EXERCISE AIM.
Go through the material and copy every line in which "DateTime" appears.
(STORED DATA begins)
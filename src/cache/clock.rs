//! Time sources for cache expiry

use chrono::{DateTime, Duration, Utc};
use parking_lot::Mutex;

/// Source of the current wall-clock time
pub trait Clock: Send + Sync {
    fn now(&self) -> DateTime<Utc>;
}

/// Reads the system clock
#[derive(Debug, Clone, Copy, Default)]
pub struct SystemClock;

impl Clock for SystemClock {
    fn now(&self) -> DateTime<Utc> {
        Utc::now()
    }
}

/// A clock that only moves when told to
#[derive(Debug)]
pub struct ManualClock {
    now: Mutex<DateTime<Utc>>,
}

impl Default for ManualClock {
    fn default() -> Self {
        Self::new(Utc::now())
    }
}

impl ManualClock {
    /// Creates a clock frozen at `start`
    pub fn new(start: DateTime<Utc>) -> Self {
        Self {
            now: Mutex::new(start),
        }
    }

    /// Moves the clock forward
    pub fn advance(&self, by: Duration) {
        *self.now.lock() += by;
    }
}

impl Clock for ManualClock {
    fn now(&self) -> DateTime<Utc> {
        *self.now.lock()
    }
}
(STORED DATA ends)
RESPONSE BELOW.
use chrono::{DateTime, Duration, Utc};
    fn now(&self) -> DateTime<Utc>;
    fn now(&self) -> DateTime<Utc> {
    now: Mutex<DateTime<Utc>>,
    pub fn new(start: DateTime<Utc>) -> Self {
    fn now(&self) -> DateTime<Utc> {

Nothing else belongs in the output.